The theory of the complainant is that the defendants Landau and Davidson are liable because Ratner assumed the mortgage. It is only by such a chain of assumption that they could be held liable. Eakin v. Shultz,
61 N.J. Eq. 156 . *Page 43Complainants attempt to spell out an assumption by Ratner from the documents executed in connection with the conveyance of the premises by complainants to him and the facts and circumstances surrounding such conveyance. Such an assumption can be proven by parole. Dieckman v. Walser,
114 N.J. Eq. 382 . However, I do not find that there was any such assumption. It has been held that where the amount of an existing mortgage has been deducted from a fixed purchase price, an agreement to assume the mortgage will be implied. Such does not appear to be the situation here. The conveyance was made pursuant to a contract for exchange of premises between Ratner and the Viniks. The printed form used by them is so entitled. It contains a covenant that the Viniks "in consideration of $1.00 * * * and also in consideration of the conveyance by the party of the first part [Ratner] of the real property hereinbefore mentioned agrees to grant and convey to the party of the first part, at a valuation for the purpose of this contract of $32,000.00," the premises in question. It further contains a provision that the premises are to be conveyed subject to two mortgages, one of which is that in suit, and also a purchase-money mortgage of $1,300. It will be noted that there is no agreement to pay the sum of $32,000. The covenants by Ratner are similar and in both cases the consideration is expressed to be $1 and the conveyance by the other party. The deed for the premises was executed to Ratner without any express assumption and he gave a third mortgage in the amount of $2,250, the increase over the $1,300 mentioned in the contract being apparently explained by the fact that payments had reduced somewhat the principal of the first and second mortgages. From these facts I cannot spell out any implied assumption on the theory that the $32,000 mentioned in the agreement was a fixed price which Ratner agreed to pay, part of the payment being the existing mortgage. The documents seem to spell out merely an exchange of equities with Ratner giving a mortgage for the excess value of the premises acquired by him. *Page 44This is further borne out by the fact that the deed by the Viniks to Ratner states that the premises are subject to two existing mortgages and is also subject to a purchase-money mortgage of $2,250 given by Ratner. This purchase-money mortgage is expressly set forth in the deed as being part of the consideration for which the deed is given, the others are not. This singled out the purchase-money mortgage as being part of the consideration as distinct from the other two mortgages and seems clearly to negative the idea that the assumption of the two prior mortgages were, or could be a consideration for the conveyance.

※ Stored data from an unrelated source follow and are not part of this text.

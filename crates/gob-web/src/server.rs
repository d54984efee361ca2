use crate::error::{Result, WebError};
use crate::routes::{health_routes, streaming_routes};
use crate::state::AppState;
use axum::http::{header, HeaderValue, Method};
use axum::Router;
use gob_config::ServerConfig;
use std::net::SocketAddr;
use tower_http::cors::{AllowOrigin, CorsLayer};
use tower_http::trace::TraceLayer;

/// Router with all routes and layers
pub fn build_router(state: AppState, config: &ServerConfig) -> Result<Router> {
    let origins = if config.cors_origins.is_empty() {
        AllowOrigin::any()
    } else {
        let origins = config
            .cors_origins
            .iter()
            .map(|o| {
                o.parse::<HeaderValue>()
                    .map_err(|e| WebError::Config(format!("Invalid CORS origin '{o}': {e}")))
            })
            .collect::<Result<Vec<_>>>()?;
        AllowOrigin::list(origins)
    };

    let cors = CorsLayer::new()
        .allow_origin(origins)
        .allow_methods([Method::GET, Method::POST, Method::OPTIONS])
        .allow_headers([header::CONTENT_TYPE, header::AUTHORIZATION]);

    Ok(Router::new()
        .merge(streaming_routes())
        .merge(health_routes())
        .with_state(state)
        .layer(TraceLayer::new_for_http())
        .layer(cors))
}

pub async fn start_server(state: AppState, config: &ServerConfig) -> Result<()> {
    let app = build_router(state, config)?;

    let addr: SocketAddr = config
        .bind_address()
        .parse()
        .map_err(|e| WebError::Config(format!("Invalid address: {e}")))?;

    tracing::info!("Starting web server on http://{}", addr);

    let listener = tokio::net::TcpListener::bind(addr)
        .await
        .map_err(WebError::Io)?;

    axum::serve(listener, app)
        .with_graceful_shutdown(shutdown_signal())
        .await
        .map_err(WebError::Io)?;

    Ok(())
}

async fn shutdown_signal() {
    if let Err(e) = tokio::signal::ctrl_c().await {
        tracing::warn!(error = %e, "Failed to listen for shutdown signal");
        std::future::pending::<()>().await;
    }
    tracing::info!("Shutting down");
}
//! Loading entities and relation rows from NDJSON
//!
//! One record per line:
//!
//! ```json
//! {"kind": "entity", "catalog": "gebieden", "collection": "buurten", "values": {"_id": "B1", "naam": "Oost"}}
//! {"kind": "relation", "catalog": "gebieden", "collection": "buurten", "attribute": "ligt_in_wijk", "values": {"src_id": "B1", "dst_id": "W1"}}
//! ```
//!
//! Objects and arrays are stored as JSON text, booleans as integers.

use crate::error::{SqliteError, SqliteResult};
use crate::schema::RELATION_COLUMNS;
use gob_model::{Collection, Registry, DATE_DELETED, EXPIRATION_DATE, GOBID, ID};
use rusqlite::types::Value as SqlValue;
use rusqlite::{params_from_iter, Connection};
use serde::Deserialize;
use serde_json::{Map, Value};
use std::io::BufRead;
use tracing::{debug, info};

/// One line of a load file
#[derive(Debug, Clone, PartialEq, Deserialize)]
#[serde(tag = "kind", rename_all = "snake_case")]
pub enum Record {
    Entity {
        catalog: String,
        collection: String,
        values: Map<String, Value>,
    },
    Relation {
        catalog: String,
        collection: String,
        attribute: String,
        values: Map<String, Value>,
    },
}

/// Rows written by [`load_records`]
#[derive(Debug, Clone, Copy, Default, PartialEq, Eq)]
pub struct LoadStats {
    pub entities: usize,
    pub relations: usize,
}

/// Load NDJSON records in one transaction
///
/// Blank lines are skipped. The first invalid record aborts the load and
/// nothing is written.
pub fn load_records(
    conn: &mut Connection,
    registry: &Registry,
    reader: impl BufRead,
) -> SqliteResult<LoadStats> {
    let tx = conn.transaction()?;
    let mut stats = LoadStats::default();

    for (number, line) in reader.lines().enumerate() {
        let line = line.map_err(|e| SqliteError::Load(format!("line {}: {}", number + 1, e)))?;
        if line.trim().is_empty() {
            continue;
        }
        let record: Record = serde_json::from_str(&line)
            .map_err(|e| SqliteError::Load(format!("line {}: {}", number + 1, e)))?;

        match record {
            Record::Entity {
                catalog,
                collection,
                values,
            } => {
                let collection = collection_of(registry, &catalog, &collection)?;
                insert_entity(&tx, collection, &values)?;
                stats.entities += 1;
            }
            Record::Relation {
                catalog,
                collection,
                attribute,
                values,
            } => {
                insert_relation(&tx, registry, &catalog, &collection, &attribute, &values)?;
                stats.relations += 1;
            }
        }
    }

    tx.commit()?;
    info!(
        entities = stats.entities,
        relations = stats.relations,
        "Loaded records"
    );
    Ok(stats)
}

/// Insert one entity row; returns its row identity
pub fn insert_entity(
    conn: &Connection,
    collection: &Collection,
    values: &Map<String, Value>,
) -> SqliteResult<i64> {
    let table = collection.table_name();
    insert(conn, &table, values, |column| {
        [GOBID, ID, DATE_DELETED, EXPIRATION_DATE].contains(&column)
            || collection.attribute(column).is_some()
    })?;
    Ok(conn.last_insert_rowid())
}

/// Insert one row into the materialization table of a reference attribute
pub fn insert_relation(
    conn: &Connection,
    registry: &Registry,
    catalog: &str,
    collection: &str,
    attribute: &str,
    values: &Map<String, Value>,
) -> SqliteResult<()> {
    let table = registry
        .relation_table_name(catalog, collection, attribute)
        .ok_or_else(|| {
            SqliteError::Load(format!("{catalog}:{collection} has no reference '{attribute}'"))
        })?;
    insert(conn, &table, values, |column| RELATION_COLUMNS.contains(&column))
}

fn collection_of<'r>(
    registry: &'r Registry,
    catalog: &str,
    collection: &str,
) -> SqliteResult<&'r Collection> {
    registry
        .collection(catalog, collection)
        .ok_or_else(|| SqliteError::Load(format!("Unknown collection {catalog}:{collection}")))
}

fn insert(
    conn: &Connection,
    table: &str,
    values: &Map<String, Value>,
    known: impl Fn(&str) -> bool,
) -> SqliteResult<()> {
    if let Some(unknown) = values.keys().find(|k| !known(k.as_str())) {
        return Err(SqliteError::Load(format!("Unknown column {table}.{unknown}")));
    }
    if values.is_empty() {
        return Err(SqliteError::Load(format!("Empty row for {table}")));
    }

    let columns: Vec<&str> = values.keys().map(String::as_str).collect();
    let placeholders: Vec<String> = (1..=columns.len()).map(|i| format!("?{i}")).collect();
    let sql = format!(
        "INSERT INTO {table} ({}) VALUES ({})",
        columns.join(", "),
        placeholders.join(", ")
    );

    debug!(table, columns = columns.len(), "Inserting row");
    conn.execute(&sql, params_from_iter(values.values().map(to_sql)))?;
    Ok(())
}

fn to_sql(value: &Value) -> SqlValue {
    match value {
        Value::Null => SqlValue::Null,
        Value::Bool(b) => SqlValue::Integer(i64::from(*b)),
        Value::Number(n) => match n.as_i64() {
            Some(i) => SqlValue::Integer(i),
            None => n.as_f64().map_or(SqlValue::Null, SqlValue::Real),
        },
        Value::String(s) => SqlValue::Text(s.clone()),
        other => SqlValue::Text(other.to_string()),
    }
}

An oral assumption of the mortgages by Ratner was not proven and, in fact, the testimony is to the contrary. Vinik, to whose interest it would be to show that Ratner assumed so as to ultimately throw the primary payment on Landau and Davidson, testified that there was some talk about assumption but that he could not say what became of it. Ratner and another witness testified that there was no oral assumption by Ratner.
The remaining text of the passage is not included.